Vi do alcuni passi che giustificano questa lettura: mi soffermo un attimo sul titolo Avevo un pregiudizio, il pregiudizio è passato, ma tra pregiudizio e avevo un pregiudizio, c’è un grandissimo lavoro, declinato nella sua bellezza poetica.

Vorrei soffermarmi sulla questione del pregiudizio, che è qualcosa di pesante e complesso che contamina i nostri modi di pensare, di osservare e di comportarci, poiché s’inserisce nella vita quotidiana, tanto dentro che non ci accorgiamo di esserne immersi. Il pregiudizio è individuale e sociale, è dentro la cultura invisibile che respiriamo, e tutti ne abbiamo esperienza. Il pregiudizio (come sottolinea Lascioli) è un potere agito-subìto: chi lo agisce lo subisce nei termini di una riduzione della possibilità di comprensione della realtà, chi lo subisce lo agisce portandone il peso, assumendone i contorni e le deformità. La sua potenza consiste proprio in questo limitare attivo e passivo, si configura come “potere” dell’uomo sull’uomo che, nel momento in cui viene analizzato, mostra di avere radici profonde e molto diramate.

Il pregiudizio ci dà una forma di vedere; poter dire “Avevo un pregiudizio”, è quindi un passaggio molto forte, che devia la normalità del nostro sguardo e lo devia proprio là dove si vedono le devianze, si vede ciò che non sta dentro ad una norma, là dove si danno le diversità conclamate, diagnosticate.
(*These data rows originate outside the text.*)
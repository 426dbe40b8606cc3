use log::debug;

use crate::{
    cartridge::Cartridge,
    interrupts::Interrupts,
    io::Io,
    ppu::{OAM_SIZE, Ppu},
    ram::{HighRam, WorkRam},
    screen::Screen,
};

const IF_REG: u16 = 0xFF0F;
const IE_REG: u16 = 0xFFFF;

/// Post-boot IF: the boot ROM leaves a VBlank request latched.
const BOOT_IF: u8 = 0x01;

/// Address-space dispatcher. Every address belongs to exactly one
/// component; the bus itself holds no memory.
pub struct Mmu {
    pub cart: Option<Cartridge>,
    pub ppu: Ppu,
    pub io: Io,
    pub irq: Interrupts,
    pub wram: WorkRam,
    pub hram: HighRam,
}

impl Mmu {
    pub fn new() -> Self {
        let mut ppu = Ppu::new();
        ppu.apply_boot_state();
        let mut irq = Interrupts::new();
        irq.set_pending(BOOT_IF);

        Self {
            cart: None,
            ppu,
            io: Io::new(),
            irq,
            wram: WorkRam::new(),
            hram: HighRam::new(),
        }
    }

    pub fn load_cart(&mut self, cart: Cartridge) {
        self.cart = Some(cart);
    }

    pub fn read_byte(&self, addr: u16) -> u8 {
        match addr {
            0x0000..=0x7FFF | 0xA000..=0xBFFF => {
                self.cart.as_ref().map(|c| c.read(addr)).unwrap_or(0xFF)
            }
            0x8000..=0x9FFF => self.ppu.read_vram(addr),
            0xC000..=0xFDFF => self.wram.read(addr),
            0xFE00..=0xFE9F => self.ppu.read_oam(addr),
            // Unusable region.
            0xFEA0..=0xFEFF => 0xFF,
            IF_REG => self.irq.read_if(),
            0xFF00..=0xFF3F => self.io.read(addr),
            0xFF40..=0xFF4B => self.ppu.read_reg(addr),
            0xFF4C..=0xFF7F => 0xFF,
            0xFF80..=0xFFFE => self.hram.read(addr),
            IE_REG => self.irq.read_ie(),
        }
    }

    /// Offer the write to the cartridge controller, the I/O block and the
    /// PPU in that order; the first to claim it ends the write. Anything
    /// left over is plain storage.
    pub fn write_byte(&mut self, addr: u16, val: u8) {
        if let Some(cart) = self.cart.as_mut()
            && cart.consume_write(addr, val)
        {
            return;
        }
        if self.io.consume_write(addr, val, &mut self.irq) {
            return;
        }
        if self.ppu.consume_write(addr, val) {
            if let Some(page) = self.ppu.take_dma_request() {
                self.oam_dma(page);
            }
            return;
        }

        match addr {
            0x0000..=0x7FFF => debug!("ROM write {val:02X} to {addr:04X} with no cartridge"),
            0x8000..=0x9FFF => self.ppu.write_vram(addr, val),
            0xA000..=0xBFFF => {
                if let Some(cart) = self.cart.as_mut() {
                    cart.write_ram(addr, val);
                }
            }
            0xC000..=0xFDFF => self.wram.write(addr, val),
            0xFE00..=0xFE9F => self.ppu.write_oam(addr, val),
            0xFEA0..=0xFEFF | 0xFF4C..=0xFF7F => {
                debug!("ignored write {val:02X} to {addr:04X}");
            }
            IF_REG => self.irq.set_pending(val),
            0xFF00..=0xFF3F => self.io.write_reg(addr, val),
            0xFF40..=0xFF4B => self.ppu.write_reg(addr, val),
            0xFF80..=0xFFFE => self.hram.write(addr, val),
            IE_REG => self.irq.set_enabled(val),
        }
    }

    pub fn read_word(&self, addr: u16) -> u16 {
        let lo = self.read_byte(addr) as u16;
        let hi = self.read_byte(addr.wrapping_add(1)) as u16;
        (hi << 8) | lo
    }

    pub fn write_word(&mut self, addr: u16, val: u16) {
        self.write_byte(addr, val as u8);
        self.write_byte(addr.wrapping_add(1), (val >> 8) as u8);
    }

    /// Copy 160 bytes from `page << 8` into OAM.
    pub fn oam_dma(&mut self, page: u8) {
        let src = (page as u16) << 8;
        let mut data = [0u8; OAM_SIZE];
        for (i, byte) in data.iter_mut().enumerate() {
            *byte = self.read_byte(src.wrapping_add(i as u16));
        }
        self.ppu.load_oam(&data);
    }

    /// Advance the tick-driven followers after the CPU has run.
    pub fn step(&mut self, ticks: u32, screen: &mut dyn Screen) {
        self.ppu.step(ticks, &mut self.irq, screen);
        self.io.step(ticks, &mut self.irq);
    }
}

impl Default for Mmu {
    fn default() -> Self {
        Self::new()
    }
}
Direi che quando la diversità non è compresa, o è scartata, si confeziona un pregiudizio. Qui, in questo percorso formativo -che godiamo nella scrittura- si tracciano nuovi confini e territori che ogni giorno vengono rigiocati in questo laboratorio: non sono dei confini fissi, ma proprio per questi motivi, per queste scelte di scrittura che M. Grazia fa, noi possiamo vedere, quasi entrare, lasciandoci deviare verso altri mondi.

Il pregiudizio è anche una forma di ‘non vedere’ di cui siamo tutti più o meno affetti.  Così può succedere di non riuscire a vedere ciò che altrimenti sarebbe evidente, chiaro, che si trova lì davanti ai nostri occhi; oppure succede di non riuscire a vedere ciò che potrebbe e dovrebbe esserci in ciò che, invece, vediamo come completo, anche se in realtà è carente del necessario. Quando la diversità non è compresa o scartata, si confeziona il pregiudizio e si stabiliscono i confini tra chi è normale e chi non lo è. Dire al passato “avevo un pregiudizio” significa attuare un’operazione di portata culturale, politica, formativa e trasformativa.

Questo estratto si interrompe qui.